The two kinds of color correction method are suitable for most color corrections, and the calculation is relatively simple, but sometimes can not come back to the real object color.
With various application scenarios of color correction, many scholars have proposed novel methods for color correction. Luz et al. propose a method based on Markov Random Field (MRF) which is used to represent the relationship between color depleted and color image to enhances the color of the image for the application of underwater image [36]. The parameters of the MRF model are learned from the training data and then the most likely color distribution for each pixel in the given color-depleted image is inferred by using belief propagation (BP). This allows the system to adapt the color restoration algorithm to the current environmental conditions and also to the task requirements. Colin et al. propose a method for correcting the color of multiview video sets as a preprocessing step to compression [37]. Distinguished from a previous work, where one of the captured views is used as the color reference, they correct all views to match the average color of the set of views. Block-based disparity estimation is used to find matching points between all views in the video set, and the average color is calculated for these matching points. A least-squares regression is performed for each view to find a function that will make the view most closely match the average color.

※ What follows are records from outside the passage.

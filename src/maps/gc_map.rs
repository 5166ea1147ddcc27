//! Native PC -> reference bitmap map.
//!
//! ```text
//! byte 0: bits[0:3] native offset width, bits[3:8] low 5 bits of bitmap width
//! byte 1: bitmap width >> 5
//! byte 2-3: entry count (little-endian)
//! entries x ([offset: offset width bytes LE][bitmap: bitmap width bytes])
//! ```
//!
//! The entries form an open-addressed hash table keyed by native offset,
//! with exactly one slot per safepoint and linear probing.

use tracing::debug;

use super::dex_gc_map::ReferenceLiveness;
use super::mapping_table::MappingTable;
use crate::error::{AssembleError, Result};

const HEADER_SIZE: usize = 4;

/// Slot hash shared by the builder and the reader.
pub fn hash(native_offset: u32) -> u32 {
    let mut hash = native_offset;
    hash ^= (hash >> 20) ^ (hash >> 12);
    hash ^= (hash >> 7) ^ (hash >> 4);
    hash
}

/// Bytes needed to store `max_native_offset`.
fn offset_width(mut max_native_offset: u32) -> usize {
    let mut width = 0;
    while max_native_offset != 0 {
        width += 1;
        max_native_offset >>= 8;
    }
    width
}

fn check_limit(what: &'static str, value: usize, limit: usize) -> Result<()> {
    if value >= limit {
        return Err(AssembleError::LimitExceeded { what, value, limit });
    }
    Ok(())
}

#[derive(Debug, Clone)]
pub struct NativePcToReferenceMapBuilder {
    entries: usize,
    references_width: usize,
    native_offset_width: usize,
    in_use: Vec<bool>,
    filled: usize,
    table: Vec<u8>,
}

impl NativePcToReferenceMapBuilder {
    /// Set up a table with `entries` slots. Widths that do not fit the
    /// header fields are rejected.
    pub fn new(entries: usize, max_native_offset: u32, references_width: usize) -> Result<Self> {
        let native_offset_width = offset_width(max_native_offset);
        check_limit("native offset width", native_offset_width, 1 << 3)?;
        check_limit("reference bitmap width", references_width, 1 << 13)?;
        check_limit("reference map entry count", entries, 1 << 16)?;

        let entry_width = native_offset_width + references_width;
        let mut table = vec![0u8; entry_width * entries + HEADER_SIZE];
        table[0] = (native_offset_width & 7) as u8;
        table[0] |= ((references_width << 3) & 0xff) as u8;
        table[1] = ((references_width >> 5) & 0xff) as u8;
        table[2] = (entries & 0xff) as u8;
        table[3] = ((entries >> 8) & 0xff) as u8;
        Ok(Self {
            entries,
            references_width,
            native_offset_width,
            in_use: vec![false; entries],
            filled: 0,
            table,
        })
    }

    pub fn native_offset_width(&self) -> usize {
        self.native_offset_width
    }

    fn entry_width(&self) -> usize {
        self.native_offset_width + self.references_width
    }

    fn slot_offset(&self, index: usize) -> usize {
        index * self.entry_width() + HEADER_SIZE
    }

    /// Insert one safepoint. Fails once every slot is taken.
    pub fn add_entry(&mut self, native_offset: u32, references: &[u8]) -> Result<()> {
        if self.filled >= self.entries {
            return Err(AssembleError::ReferenceMapFull {
                capacity: self.entries,
            });
        }
        if references.len() != self.references_width {
            return Err(AssembleError::BitmapWidthMismatch {
                expected: self.references_width,
                actual: references.len(),
            });
        }
        let mut index = hash(native_offset) as usize % self.entries;
        while self.in_use[index] {
            index = (index + 1) % self.entries;
        }
        self.in_use[index] = true;
        self.filled += 1;

        let at = self.slot_offset(index);
        for i in 0..self.native_offset_width {
            self.table[at + i] = (native_offset >> (i * 8)) as u8;
        }
        let bitmap_at = at + self.native_offset_width;
        self.table[bitmap_at..bitmap_at + self.references_width].copy_from_slice(references);
        debug_assert_eq!(read_offset(&self.table[at..], self.native_offset_width), native_offset);
        Ok(())
    }

    pub fn finish(self) -> Vec<u8> {
        self.table
    }
}

fn read_offset(bytes: &[u8], width: usize) -> u32 {
    (0..width).fold(0u32, |acc, i| acc | ((bytes[i] as u32) << (i * 8)))
}

/// Reader over an encoded native reference map.
#[derive(Debug, Clone, Copy)]
pub struct NativePcOffsetToReferenceMap<'a> {
    data: &'a [u8],
}

impl<'a> NativePcOffsetToReferenceMap<'a> {
    pub fn new(data: &'a [u8]) -> Result<Self> {
        if data.len() < HEADER_SIZE {
            return Err(AssembleError::malformed("native gc map", "missing header"));
        }
        let map = Self { data };
        let expected = HEADER_SIZE + map.num_entries() * map.entry_width();
        if data.len() != expected {
            return Err(AssembleError::malformed(
                "native gc map",
                format!("{} bytes, header implies {}", data.len(), expected),
            ));
        }
        Ok(map)
    }

    pub fn native_offset_width(&self) -> usize {
        (self.data[0] & 7) as usize
    }

    pub fn reg_width(&self) -> usize {
        ((self.data[0] as usize) >> 3) | ((self.data[1] as usize) << 5)
    }

    pub fn num_entries(&self) -> usize {
        self.data[2] as usize | ((self.data[3] as usize) << 8)
    }

    fn entry_width(&self) -> usize {
        self.native_offset_width() + self.reg_width()
    }

    fn slot(&self, index: usize) -> &'a [u8] {
        let at = HEADER_SIZE + index * self.entry_width();
        &self.data[at..at + self.entry_width()]
    }

    /// Native offset stored in slot `index`.
    pub fn code_offset(&self, index: usize) -> u32 {
        read_offset(self.slot(index), self.native_offset_width())
    }

    /// Bitmap stored in slot `index`.
    pub fn entry_bitmap(&self, index: usize) -> &'a [u8] {
        &self.slot(index)[self.native_offset_width()..]
    }

    /// Look up the bitmap recorded for `native_offset`.
    pub fn find_bit_map(&self, native_offset: u32) -> Option<&'a [u8]> {
        let entries = self.num_entries();
        if entries == 0 {
            return None;
        }
        let start = hash(native_offset) as usize % entries;
        let mut index = start;
        loop {
            if self.code_offset(index) == native_offset {
                return Some(self.entry_bitmap(index));
            }
            index = (index + 1) % entries;
            if index == start {
                return None;
            }
        }
    }

    pub fn has_entry(&self, native_offset: u32) -> bool {
        self.find_bit_map(native_offset).is_some()
    }
}

/// Build the native map: one entry per pc2dex entry of `mapping_table`,
/// carrying the verifier's bitmap for that entry's source PC.
pub fn create_native_gc_map(
    mapping_table: &[u8],
    liveness: &dyn ReferenceLiveness,
) -> Result<Vec<u8>> {
    let table = MappingTable::decode(mapping_table)?;
    let safepoints = table.pc_to_dex();
    let max_native_offset = safepoints
        .iter()
        .map(|e| e.native_pc_offset)
        .max()
        .unwrap_or(0);
    let mut builder = NativePcToReferenceMapBuilder::new(
        safepoints.len(),
        max_native_offset,
        liveness.reg_width(),
    )?;
    for entry in safepoints {
        let references = liveness
            .find_bit_map(entry.dex_pc)
            .ok_or(AssembleError::MissingReferenceBitmap(entry.dex_pc))?;
        builder.add_entry(entry.native_pc_offset, references)?;
    }
    debug!(
        entries = safepoints.len(),
        max_native_offset, "built native gc map"
    );
    Ok(builder.finish())
}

Rizzi et al. propose a new algorithm for digital images unsupervised enhancement with simultaneous global and local effects, called ACE for Automatic Color Equalization [38]. It is based on a computational model of the human visual system that merges the two basic “Gray World” and “White Patch” global equalization mechanisms. Similar with the human visual system, ACE adapts to a wide range of lighting conditions and effectively extracts visual information from the environment. It has shown promising results in achieving different equalization tasks, e.g., performing color and lightness constancy, realizing image dynamic data driven stretching, and controlling the contrast. Yoon et al. use the temporal difference ratio of HSV color channels to compensate of color distortion between consecutive frames [39]. Experimental results show that the proposed method can be applied to consumer video surveillance systems for removing atmospheric artifacts without color distortion.